**Task details:**
Below are some records; return all of them exactly as they are.

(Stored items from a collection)
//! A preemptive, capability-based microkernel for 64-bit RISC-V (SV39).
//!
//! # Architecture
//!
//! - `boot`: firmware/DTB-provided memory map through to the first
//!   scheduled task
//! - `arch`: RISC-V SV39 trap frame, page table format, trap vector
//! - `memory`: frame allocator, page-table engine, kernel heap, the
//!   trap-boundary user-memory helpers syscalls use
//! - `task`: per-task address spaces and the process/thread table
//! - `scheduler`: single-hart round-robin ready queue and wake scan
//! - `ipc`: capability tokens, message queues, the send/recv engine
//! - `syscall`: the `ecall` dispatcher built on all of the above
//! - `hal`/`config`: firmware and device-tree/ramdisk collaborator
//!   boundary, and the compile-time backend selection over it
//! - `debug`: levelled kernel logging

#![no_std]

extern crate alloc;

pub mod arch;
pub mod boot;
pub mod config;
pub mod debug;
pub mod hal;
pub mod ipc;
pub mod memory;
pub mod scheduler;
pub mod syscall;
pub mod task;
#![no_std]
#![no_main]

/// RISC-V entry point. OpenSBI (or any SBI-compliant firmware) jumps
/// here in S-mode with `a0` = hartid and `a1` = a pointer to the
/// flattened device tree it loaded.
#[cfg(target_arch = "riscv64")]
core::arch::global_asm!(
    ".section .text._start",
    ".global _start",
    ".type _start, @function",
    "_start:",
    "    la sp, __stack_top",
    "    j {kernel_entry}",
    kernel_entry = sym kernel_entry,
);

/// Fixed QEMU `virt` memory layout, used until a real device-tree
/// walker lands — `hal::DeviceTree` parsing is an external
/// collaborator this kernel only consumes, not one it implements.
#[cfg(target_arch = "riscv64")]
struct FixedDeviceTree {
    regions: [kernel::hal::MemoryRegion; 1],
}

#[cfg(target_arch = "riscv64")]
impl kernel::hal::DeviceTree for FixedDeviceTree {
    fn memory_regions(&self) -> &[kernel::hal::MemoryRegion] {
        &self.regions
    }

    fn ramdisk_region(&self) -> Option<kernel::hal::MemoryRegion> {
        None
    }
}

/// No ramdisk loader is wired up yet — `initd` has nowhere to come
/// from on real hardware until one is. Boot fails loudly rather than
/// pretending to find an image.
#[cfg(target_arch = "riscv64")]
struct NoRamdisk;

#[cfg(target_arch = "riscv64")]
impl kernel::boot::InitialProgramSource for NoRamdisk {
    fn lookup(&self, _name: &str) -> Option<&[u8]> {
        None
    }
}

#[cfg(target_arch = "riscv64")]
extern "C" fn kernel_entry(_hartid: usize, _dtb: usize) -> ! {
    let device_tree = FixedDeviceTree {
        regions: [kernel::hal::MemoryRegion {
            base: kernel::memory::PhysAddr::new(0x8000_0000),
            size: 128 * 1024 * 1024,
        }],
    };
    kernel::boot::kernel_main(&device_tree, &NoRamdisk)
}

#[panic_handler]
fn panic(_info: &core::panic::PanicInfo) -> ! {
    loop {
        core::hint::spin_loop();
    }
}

**Task answer:**
//! A preemptive, capability-based microkernel for 64-bit RISC-V (SV39).
//!
//! # Architecture
//!
//! - `boot`: firmware/DTB-provided memory map through to the first
//!   scheduled task
//! - `arch`: RISC-V SV39 trap frame, page table format, trap vector
//! - `memory`: frame allocator, page-table engine, kernel heap, the
//!   trap-boundary user-memory helpers syscalls use
//! - `task`: per-task address spaces and the process/thread table
//! - `scheduler`: single-hart round-robin ready queue and wake scan
//! - `ipc`: capability tokens, message queues, the send/recv engine
//! - `syscall`: the `ecall` dispatcher built on all of the above
//! - `hal`/`config`: firmware and device-tree/ramdisk collaborator
//!   boundary, and the compile-time backend selection over it
//! - `debug`: levelled kernel logging

#![no_std]

extern crate alloc;

pub mod arch;
pub mod boot;
pub mod config;
pub mod debug;
pub mod hal;
pub mod ipc;
pub mod memory;
pub mod scheduler;
pub mod syscall;
pub mod task;
#![no_std]
#![no_main]

/// RISC-V entry point. OpenSBI (or any SBI-compliant firmware) jumps
/// here in S-mode with `a0` = hartid and `a1` = a pointer to the
/// flattened device tree it loaded.
#[cfg(target_arch = "riscv64")]
core::arch::global_asm!(
    ".section .text._start",
    ".global _start",
    ".type _start, @function",
    "_start:",
    "    la sp, __stack_top",
    "    j {kernel_entry}",
    kernel_entry = sym kernel_entry,
);

/// Fixed QEMU `virt` memory layout, used until a real device-tree
/// walker lands — `hal::DeviceTree` parsing is an external
/// collaborator this kernel only consumes, not one it implements.
#[cfg(target_arch = "riscv64")]
struct FixedDeviceTree {
    regions: [kernel::hal::MemoryRegion; 1],
}

#[cfg(target_arch = "riscv64")]
impl kernel::hal::DeviceTree for FixedDeviceTree {
    fn memory_regions(&self) -> &[kernel::hal::MemoryRegion] {
        &self.regions
    }

    fn ramdisk_region(&self) -> Option<kernel::hal::MemoryRegion> {
        None
    }
}

/// No ramdisk loader is wired up yet — `initd` has nowhere to come
/// from on real hardware until one is. Boot fails loudly rather than
/// pretending to find an image.
#[cfg(target_arch = "riscv64")]
struct NoRamdisk;

#[cfg(target_arch = "riscv64")]
impl kernel::boot::InitialProgramSource for NoRamdisk {
    fn lookup(&self, _name: &str) -> Option<&[u8]> {
        None
    }
}

#[cfg(target_arch = "riscv64")]
extern "C" fn kernel_entry(_hartid: usize, _dtb: usize) -> ! {
    let device_tree = FixedDeviceTree {
        regions: [kernel::hal::MemoryRegion {
            base: kernel::memory::PhysAddr::new(0x8000_0000),
            size: 128 * 1024 * 1024,
        }],
    };
    kernel::boot::kernel_main(&device_tree, &NoRamdisk)
}

#[panic_handler]
fn panic(_info: &core::panic::PanicInfo) -> ! {
    loop {
        core::hint::spin_loop();
    }
}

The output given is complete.